We say that a morphism of schemes $f : Y \to X$ is finite if $X$ may be covered by affine open sets $\text{Spec}(B)$ such that each $f^{-1}(\text{Spec}(B))$ is affine, say of the form $\text{Spec}(A)$, where $A$ is finitely-generated as a $B$-module.
It seems like the natural analogue would then be to say that a morphism of schemes $f : Y \to X$ is of finite type if $X$ may be covered by affine open sets $\text{Spec}(B)$ such that each $f^{-1}(\text{Spec}(B))$ is affine, say of the form $\text{Spec}(A)$, where $A$ is finitely-generated as a $B$-algebra.
However, the usual definition is that $f : Y \to X$ is locally of finite type if $X$ may be covered by affine open sets $\text{Spec}(B)$ such that each $f^{-1}(\text{Spec}(B))$ is covered by affine open sets $\text{Spec}(A)$ where each $A$ is finitely-generated as a $B$-algebra. Then we say that $f : Y \to X$ is of finite type if each $\text{Spec}(B)$ in the previous definition can be covered by finitely many $\text{Spec}(A)$'s with $A$ finitely-generated as a $B$-algebra.
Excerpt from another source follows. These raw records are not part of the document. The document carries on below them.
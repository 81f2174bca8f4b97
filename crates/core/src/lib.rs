//! Catalog QA Core Library
//!
//! This crate provides the foundational utilities shared by every Catalog QA crate:
//! - Error handling (`AppError`, `AppResult`)
//! - Logging infrastructure
//! - Configuration management

pub mod config;
pub mod error;
pub mod logging;

// Re-export commonly used types
pub use config::AppConfig;
pub use error::{AppError, AppResult};
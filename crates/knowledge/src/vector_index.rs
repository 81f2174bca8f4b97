//! Vector index abstraction for retrieval.

use crate::types::ScoredDocument;
use catalog_core::AppResult;

/// Read-only nearest-neighbour search over indexed documents.
///
/// Implementations are immutable once built; a new dataset produces a new
/// index rather than mutating an existing one.
pub trait VectorIndex: Send + Sync {
    /// Return up to `top_k` documents ordered by descending similarity.
    ///
    /// A query vector whose dimension differs from the index is an error.
    fn search(&self, query_embedding: &[f32], top_k: usize) -> AppResult<Vec<ScoredDocument>>;

    /// Number of indexed documents.
    fn len(&self) -> usize;

    fn is_empty(&self) -> bool {
        self.len() == 0
    }

    /// Vector dimension shared by every indexed document.
    fn dimensions(&self) -> usize;
}
//! Catalog QA CLI
//!
//! Main entry point for the catalog-qa command-line tool.
//! Loads a product CSV and answers questions about it.

mod commands;

use catalog_core::{config::AppConfig, logging, AppResult};
use clap::{Parser, Subcommand};
use commands::{AskCommand, ChatCommand, PromptsCommand, SearchCommand};
use std::path::PathBuf;
use std::process::ExitCode;

/// Catalog QA - questions and answers over a product catalog
#[derive(Parser, Debug)]
#[command(name = "catalog-qa")]
#[command(about = "Ask natural-language questions about a product CSV", long_about = None)]
#[command(version)]
struct Cli {
    /// Path to workspace directory (default: current directory)
    #[arg(short, long, global = true, env = "CATALOG_WORKSPACE")]
    workspace: Option<PathBuf>,

    /// Path to config file
    #[arg(short, long, global = true, env = "CATALOG_CONFIG")]
    config: Option<PathBuf>,

    /// Log level (error, warn, info, debug, trace)
    #[arg(long, global = true, env = "RUST_LOG")]
    log_level: Option<String>,

    /// Enable verbose output (sets log level to debug)
    #[arg(short, long, global = true)]
    verbose: bool,

    /// Disable colored output
    #[arg(long, global = true, env = "NO_COLOR")]
    no_color: bool,

    /// LLM provider
    #[arg(short, long, global = true, env = "CATALOG_PROVIDER")]
    provider: Option<String>,

    /// Model identifier
    #[arg(short, long, global = true, env = "CATALOG_MODEL")]
    model: Option<String>,

    #[command(subcommand)]
    command: Commands,
}

#[derive(Subcommand, Debug)]
enum Commands {
    /// Load a CSV and answer one question
    Ask(AskCommand),

    /// Load a CSV and answer questions read from stdin
    Chat(ChatCommand),

    /// Show the records nearest a query
    Search(SearchCommand),

    /// List prompt templates and workspace overrides
    Prompts(PromptsCommand),
}

#[tokio::main]
async fn main() -> ExitCode {
    let cli = Cli::parse();

    match run(cli).await {
        Ok(()) => ExitCode::SUCCESS,
        Err(e) => {
            tracing::error!("Command failed: {}", e);
            eprintln!("{}", e.user_message());
            ExitCode::FAILURE
        }
    }
}

async fn run(cli: Cli) -> AppResult<()> {
    // Load configuration from file and environment, then apply CLI overrides
    let config = AppConfig::load_with(cli.workspace, cli.config)?.with_overrides(
        cli.provider,
        cli.model,
        cli.log_level,
        cli.verbose,
        cli.no_color,
    );

    logging::init_logging(config.log_level.as_deref(), config.no_color)?;
    config.validate()?;

    tracing::info!("Catalog QA starting");
    tracing::debug!("Workspace: {:?}", config.workspace);
    tracing::debug!("Provider: {}", config.llm.provider);
    tracing::debug!("Model: {}", config.llm.model);

    let command_name = match &cli.command {
        Commands::Ask(_) => "ask",
        Commands::Chat(_) => "chat",
        Commands::Search(_) => "search",
        Commands::Prompts(_) => "prompts",
    };
    let _span = tracing::info_span!("command", name = command_name).entered();

    let result = match cli.command {
        Commands::Ask(cmd) => cmd.execute(&config).await,
        Commands::Chat(cmd) => cmd.execute(&config).await,
        Commands::Search(cmd) => cmd.execute(&config).await,
        Commands::Prompts(cmd) => cmd.execute(&config),
    };

    if result.is_ok() {
        tracing::info!("Command completed successfully");
    }

    result
}
//! Ollama LLM provider implementation.
//!
//! This module provides integration with Ollama, a local LLM runtime.
//! Ollama API: https://github.com/ollama/ollama/blob/main/docs/api.md

use crate::client::{LlmClient, LlmRequest, LlmResponse, LlmUsage};
use catalog_core::{AppError, AppResult};
use serde::{Deserialize, Serialize};
use std::time::Duration;

const DEFAULT_OLLAMA_URL: &str = "http://localhost:11434";

/// Ollama API request format.
#[derive(Debug, Serialize)]
struct OllamaRequest {
    model: String,
    prompt: String,
    #[serde(skip_serializing_if = "Option::is_none")]
    system: Option<String>,
    options: OllamaOptions,
    stream: bool,
}

/// Sampling options nested under `options` in the generate payload.
#[derive(Debug, Default, Serialize)]
struct OllamaOptions {
    #[serde(skip_serializing_if = "Option::is_none")]
    temperature: Option<f32>,
    #[serde(skip_serializing_if = "Option::is_none")]
    num_predict: Option<u32>,
    #[serde(skip_serializing_if = "Vec::is_empty")]
    stop: Vec<String>,
}

/// Ollama API response format.
#[derive(Debug, Deserialize)]
struct OllamaResponse {
    model: String,
    response: String,
    done: bool,
    #[serde(default)]
    prompt_eval_count: Option<u32>,
    #[serde(default)]
    eval_count: Option<u32>,
}

/// Ollama LLM client.
pub struct OllamaClient {
    /// Base URL for Ollama API
    base_url: String,

    /// HTTP client
    client: reqwest::Client,

    /// Per-request timeout, reported in error messages
    timeout: Option<Duration>,
}

impl OllamaClient {
    /// Create a new Ollama client with default settings.
    ///
    /// Default URL: http://localhost:11434
    pub fn new() -> Self {
        Self::with_base_url(DEFAULT_OLLAMA_URL)
    }

    /// Create a new Ollama client with a custom base URL and no timeout.
    pub fn with_base_url(base_url: impl Into<String>) -> Self {
        Self {
            base_url: trim_base_url(base_url.into()),
            client: reqwest::Client::new(),
            timeout: None,
        }
    }

    /// Create a client whose requests fail after `timeout`.
    pub fn with_timeout(base_url: impl Into<String>, timeout: Duration) -> AppResult<Self> {
        let client = reqwest::Client::builder()
            .timeout(timeout)
            .build()
            .map_err(|e| AppError::Llm(format!("Failed to create HTTP client for Ollama: {}", e)))?;

        Ok(Self {
            base_url: trim_base_url(base_url.into()),
            client,
            timeout: Some(timeout),
        })
    }

    /// Convert LlmRequest to Ollama format.
    fn to_ollama_request(&self, request: &LlmRequest) -> OllamaRequest {
        OllamaRequest {
            model: request.model.clone(),
            prompt: request.prompt.clone(),
            system: request.system.clone(),
            options: OllamaOptions {
                temperature: request.temperature,
                num_predict: request.max_tokens,
                stop: request.stop.clone(),
            },
            stream: false,
        }
    }

    /// Convert Ollama response to LlmResponse.
    fn convert_response(&self, response: OllamaResponse) -> LlmResponse {
        let usage = LlmUsage::new(
            response.prompt_eval_count.unwrap_or(0),
            response.eval_count.unwrap_or(0),
        );

        LlmResponse {
            content: response.response,
            model: response.model,
            usage,
            done: response.done,
        }
    }

    fn send_error(&self, err: reqwest::Error) -> AppError {
        if err.is_timeout() {
            let secs = self.timeout.map(|t| t.as_secs()).unwrap_or_default();
            AppError::Llm(format!("Ollama request timed out after {}s", secs))
        } else {
            AppError::Llm(format!("Failed to send request to Ollama: {}", err))
        }
    }
}

impl Default for OllamaClient {
    fn default() -> Self {
        Self::new()
    }
}

fn trim_base_url(url: String) -> String {
    url.trim_end_matches('/').to_string()
}

#[async_trait::async_trait]
impl LlmClient for OllamaClient {
    fn provider_name(&self) -> &str {
        "ollama"
    }

    async fn complete(&self, request: &LlmRequest) -> AppResult<LlmResponse> {
        tracing::debug!(model = %request.model, prompt_len = request.prompt.len(), "Sending completion request to Ollama");

        let ollama_request = self.to_ollama_request(request);
        let url = format!("{}/api/generate", self.base_url);

        let response = self
            .client
            .post(&url)
            .json(&ollama_request)
            .send()
            .await
            .map_err(|e| self.send_error(e))?;

        if !response.status().is_success() {
            let status = response.status();
            let error_text = response
                .text()
                .await
                .unwrap_or_else(|_| "Unknown error".to_string());
            return Err(AppError::Llm(format!(
                "Ollama API error ({}): {}",
                status, error_text
            )));
        }

        // For non-streaming, Ollama returns a single JSON object
        let ollama_response: OllamaResponse = response
            .json()
            .await
            .map_err(|e| AppError::Llm(format!("Failed to parse Ollama response: {}", e)))?;

        tracing::debug!(
            prompt_tokens = ?ollama_response.prompt_eval_count,
            completion_tokens = ?ollama_response.eval_count,
            "Received completion from Ollama"
        );

        Ok(self.convert_response(ollama_response))
    }
}
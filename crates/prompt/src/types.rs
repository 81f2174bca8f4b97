//! Prompt types for Catalog QA.

use serde::{Deserialize, Serialize};
use std::collections::HashMap;

/// A prompt definition, either built in or loaded from YAML.
#[derive(Debug, Clone, Serialize, Deserialize)]
pub struct PromptDefinition {
    /// Unique prompt identifier (e.g., "rag.answer")
    pub id: String,

    /// Human-readable title
    pub title: String,

    /// API version for schema evolution
    #[serde(rename = "apiVersion")]
    pub api_version: String,

    /// Creator identifier
    #[serde(rename = "createdBy", default)]
    pub created_by: String,

    /// Variables the template expects
    #[serde(default)]
    pub variables: Vec<String>,

    /// Template string with Handlebars syntax
    pub template: String,
}

/// A fully rendered prompt ready for LLM execution.
#[derive(Debug, Clone, Serialize, Deserialize)]
pub struct BuiltPrompt {
    /// Rendered prompt text
    pub text: String,

    /// Source prompt ID
    #[serde(rename = "sourcePromptId")]
    pub source_prompt_id: String,

    /// Template variables that were resolved
    #[serde(rename = "resolvedVariables")]
    pub resolved_variables: HashMap<String, String>,
}
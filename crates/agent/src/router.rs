//! Intent router: a bounded Thought/Action/Observation loop over the
//! configured answer strategies.

use crate::parser::{parse_router_output, truncate_at_observation, RouterOutput};
use crate::session::{RouterSession, RouterStep};
use catalog_core::{AppError, AppResult};
use catalog_knowledge::StrategySet;
use catalog_llm::{LlmClient, LlmRequest};
use catalog_prompt::{vars, PromptLibrary, AGENT_ROUTER};
use std::sync::Arc;

/// Stop sequence that keeps the driving model from writing its own observations.
const OBSERVATION_STOP: &str = "\nObservation:";

/// Where the router is within one step.
#[derive(Debug, Clone, PartialEq, Eq)]
pub enum RouterState {
    /// Waiting on the driving model.
    Thinking,

    /// The model named a strategy and an input.
    ActionSelected {
        strategy_name: String,
        input: String,
        log: String,
    },

    /// An observation is ready to be recorded and fed back.
    Observing(RouterStep),

    /// The model produced a final answer.
    Done(String),
}

/// The answer and how many steps it took.
#[derive(Debug, Clone, PartialEq, Eq)]
pub struct RouterOutcome {
    pub answer: String,
    pub steps: usize,
}

pub struct IntentRouter {
    llm: Arc<dyn LlmClient>,
    prompts: Arc<PromptLibrary>,
    model: String,
    temperature: Option<f32>,
    max_steps: usize,
}

impl IntentRouter {
    pub fn new(
        llm: Arc<dyn LlmClient>,
        prompts: Arc<PromptLibrary>,
        model: impl Into<String>,
        max_steps: usize,
    ) -> Self {
        Self {
            llm,
            prompts,
            model: model.into(),
            temperature: None,
            max_steps,
        }
    }

    pub fn with_temperature(mut self, temperature: Option<f32>) -> Self {
        self.temperature = temperature;
        self
    }

    pub fn max_steps(&self) -> usize {
        self.max_steps
    }

    /// Route `question` through `strategies` until a final answer.
    pub async fn run(&self, question: &str, strategies: &StrategySet) -> AppResult<RouterOutcome> {
        let mut session = RouterSession::new(question);
        self.run_session(&mut session, strategies).await
    }

    /// Drive an existing session to completion.
    ///
    /// Each model turn that does not produce a final answer consumes one
    /// step, so the driving model is called at most `max_steps` times. Fails
    /// with `RoutingExhausted` once the bound is reached.
    pub async fn run_session(
        &self,
        session: &mut RouterSession,
        strategies: &StrategySet,
    ) -> AppResult<RouterOutcome> {
        let mut state = RouterState::Thinking;

        loop {
            state = match state {
                RouterState::Thinking => {
                    if session.step_count() >= self.max_steps {
                        tracing::warn!(
                            steps = session.step_count(),
                            "Router reached its step bound without a final answer"
                        );
                        return Err(AppError::RoutingExhausted {
                            steps: session.step_count(),
                        });
                    }

                    let raw = self.think(session, strategies).await?;
                    let log = truncate_at_observation(&raw).to_string();

                    match parse_router_output(&raw) {
                        RouterOutput::FinalAnswer { text } => RouterState::Done(text),
                        RouterOutput::Action {
                            strategy_name,
                            input,
                        } => RouterState::ActionSelected {
                            strategy_name,
                            input,
                            log,
                        },
                        RouterOutput::Unparseable { reason } => {
                            tracing::warn!(step = session.step_count() + 1, "Unparseable router output: {}", reason);
                            RouterState::Observing(RouterStep {
                                strategy: None,
                                input: String::new(),
                                observation: format!("Invalid format: {}", reason),
                                log,
                            })
                        }
                    }
                }

                RouterState::ActionSelected {
                    strategy_name,
                    input,
                    log,
                } => {
                    let step = match strategies.get(&strategy_name) {
                        Some(strategy) => {
                            tracing::info!(
                                step = session.step_count() + 1,
                                strategy = %strategy_name,
                                "Invoking strategy"
                            );
                            let observation = strategy.answer(&input).await;
                            RouterStep {
                                strategy: Some(strategy_name),
                                input,
                                observation,
                                log,
                            }
                        }
                        None => {
                            tracing::warn!(strategy = %strategy_name, "Model selected an unknown strategy");
                            RouterStep {
                                strategy: None,
                                observation: format!(
                                    "{} is not a valid strategy, try one of [{}].",
                                    strategy_name,
                                    strategies.names().join(", ")
                                ),
                                input,
                                log,
                            }
                        }
                    };
                    RouterState::Observing(step)
                }

                RouterState::Observing(step) => {
                    tracing::debug!(observation = %step.observation, "Observation");
                    session.record(step);
                    RouterState::Thinking
                }

                RouterState::Done(answer) => {
                    tracing::info!(steps = session.step_count(), "Router finished");
                    return Ok(RouterOutcome {
                        answer,
                        steps: session.step_count(),
                    });
                }
            };
        }
    }

    async fn think(&self, session: &RouterSession, strategies: &StrategySet) -> AppResult<String> {
        let prompt = self.prompts.render(
            AGENT_ROUTER,
            vars([
                ("strategies", strategies.describe()),
                ("strategy_names", strategies.names().join(", ")),
                ("question", session.question().to_string()),
                ("scratchpad", session.scratchpad()),
            ]),
        )?;

        let request = LlmRequest::new(prompt.text, &self.model)
            .with_optional_temperature(self.temperature)
            .with_stop(OBSERVATION_STOP);

        let response = self
            .llm
            .complete(&request)
            .await
            .map_err(|e| AppError::Generation(format!("Router model failed: {}", e)))?;

        tracing::trace!(output = %response.content, "Router model output");
        Ok(response.content)
    }
}
//! Language model integration for Catalog QA.
//!
//! This crate provides a provider-agnostic abstraction for sending prompts to
//! a language model and reading back the generated text.
//!
//! # Providers
//! - **Ollama**: Local LLM runtime (default)
//!
//! # Example
//! ```no_run
//! use catalog_llm::{LlmClient, LlmRequest, providers::OllamaClient};
//!
//! # async fn example() -> Result<(), Box<dyn std::error::Error>> {
//! let client = OllamaClient::new();
//! let request = LlmRequest::new("Hello, world!", "gemma3:1b");
//! let response = client.complete(&request).await?;
//! println!("{}", response.content);
//! # Ok(())
//! # }
//! ```

pub mod client;
pub mod factory;
pub mod providers;

// Re-export main types
pub use client::{LlmClient, LlmRequest, LlmResponse, LlmUsage};
pub use factory::{create_client, create_client_from_settings};
pub use providers::OllamaClient;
I therefore have two questions.
Question 1: Why can't we simply impose the condition that each $f^{-1}(\text{Spec}(B))$ is an affine open set in the definition of finite type?
Question 2: Why is it worthwhile to distinguish between morphisms that are "locally of finite type" and "of finite type"? In particular, what is an example of a morphism that is locally of finite type but not of finite type?
For question one, consider the map from $\mathbb{P}^1$ to a point. This is locally of finite type (and of finite type) but there's no way to cover the base with affines such that the pre-images are affine.
For question two, for most applications (to classical algebraic geometry, number theory, etc.) we indeed do not much care about the difference. (EDIT: I had a nonsense counterexample earlier... here is a good one: example of locally finite type not finite type)
As a word of caution, despite the seeming similarity between the two definitions, they're really quite different. "Of finite type" includes any morphism of polynomial rings over a fixed base ring, so basically anything you care about in classical algebraic geometry and more-or-less anything you care about in non-classical algebraic geometry as well.